_YOUR GOAL_.
Restate the listing exactly.

DATA FOR THIS EXERCISE START

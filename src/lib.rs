//! 经济日历新闻下载与查询
//!
//! - 下载：`job` → `services::backfill_service` → `parser` → `infrastructure::repositories`
//! - 查询：`services::news_filter` → `services::news_cache` → `infrastructure::repositories`

pub mod app;
pub mod app_config;
pub mod domain;
pub mod error;
pub mod infrastructure;
pub mod job;
pub mod parser;
pub mod services;
pub mod time_util;

pub use domain::{EconomicEvent, Volatility};
pub use error::{AppError, AppResult};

DATA FOR THIS EXERCISE END

_SOLUTION FOR THIS TASK_.
filename src/lib.rs
//! 经济日历新闻下载与查询
//!
//! - 下载：`job` → `services::backfill_service` → `parser` → `infrastructure::repositories`
//! - 查询：`services::news_filter` → `services::news_cache` → `infrastructure::repositories`

pub mod app;
pub mod app_config;
pub mod domain;
pub mod error;
pub mod infrastructure;
pub mod job;
pub mod parser;
pub mod services;
pub mod time_util;

pub use domain::{EconomicEvent, Volatility};
pub use error::{AppError, AppResult};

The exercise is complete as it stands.